# Help needed with Electrolux RM 6405L



## IanM (Mar 22, 2006)

Please help.
We are currently on a years trip around Europe and Morocco in our Euramobil 690 HB 2003, and I’m about to loose it with our fridge. We have an Electrolux RM 6405L.
When on 240v electric it tries to fire up the gas, a fault, though not so problematic as the next one. 
It also has an intermittent fault when on gas going something like this.
1. Switch the fridge on and after 10 seconds you hear a clunk and the fridge will light. (this is normal)
2. Then after 20 seconds there is another clunk and the gas goes off and it tries to relight (you can hear it clicking).
3. The red light then appears on the control panel.
This is a totally random fault. It can function well consistently for a few days, then other times it will produce this fault up to 10 times daily. 
If you switch the fridge off and then on again, it usually relights correctly.
It has been doing this for the last 3 months.

I have had the fridge in and out several times. Cleaned the appropriate parts.

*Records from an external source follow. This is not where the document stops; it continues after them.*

//! System-wide default constants.
//!
//! Centralises the decision-engine tuning values so they are discoverable in
//! one place. Every value here can be overridden from `signstream.toml`.

// ============================================================================
// Server
// ============================================================================

/// Default HTTP bind address.
pub const SERVER_ADDR: &str = "0.0.0.0:8080";

// ============================================================================
// Session decision engine
// ============================================================================

/// Labels that require motion to disambiguate. A static snapshot of either
/// is indistinguishable from the end pose of its trace.
pub const DYNAMIC_LABELS: [&str; 2] = ["J", "Z"];

/// Frames for the early static confirmation tier.
pub const EARLY_WINDOW_FRAMES: usize = 2;

/// Frames for the full dynamic-gesture window.
pub const DYNAMIC_WINDOW_FRAMES: usize = 10;

/// Gloss window lengths a client may negotiate.
pub const GLOSS_SEQUENCE_LENGTHS: [usize; 3] = [20, 30, 90];

/// Gloss window when the client does not ask for one.
pub const GLOSS_DEFAULT_LENGTH: usize = 20;

/// Cooldown after a static letter/number result (frames).
///
/// At ~15 fps capture this is roughly half a second - enough for the signer
/// to move off the pose without eating the next sign.
pub const COOLDOWN_STATIC_FRAMES: u32 = 8;

/// Cooldown after a dynamic-gesture result (frames). The trace motion can
/// still be in flight when the result lands.
pub const COOLDOWN_DYNAMIC_FRAMES: u32 = 15;

/// Cooldown after a word result (frames). Whole-body signs settle slowly.
pub const COOLDOWN_WORD_FRAMES: u32 = 30;

// ============================================================================
// Confidence thresholds
// ============================================================================

/// Minimum confidence for the static alphabet classifier.
pub const STATIC_ALPHA_THRESHOLD: f32 = 0.8;

/// Minimum confidence for the static numeric classifier.
pub const STATIC_NUMERIC_THRESHOLD: f32 = 0.8;

/// Minimum confidence for the dynamic two-state classifier.
pub const DYNAMIC_GESTURE_THRESHOLD: f32 = 0.6;

/// Minimum confidence for the word-sequence classifier. The 125-gloss label
/// space spreads probability mass thin, so the floor sits low.
pub const WORD_SEQUENCE_THRESHOLD: f32 = 0.5;

// ============================================================================
// Inference backend
// ============================================================================

/// Default model-server base URL.
pub const INFERENCE_BASE_URL: &str = "http://127.0.0.1:6000";

/// HTTP timeout for inference calls (seconds).
pub const INFERENCE_TIMEOUT_SECS: u64 = 10;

I have taken it to a service engineer where of course it will show no problems at that time. I have replaced the thermal coupling but this made no difference - it still produced the same fault intermittently with the new one. Prior to leaving the UK I had a new solenoid replaced. 
I am despairing and am at the point of buying a new fridge with a manual control panel, as I have heard there is often faults with the automatic selection type fridges.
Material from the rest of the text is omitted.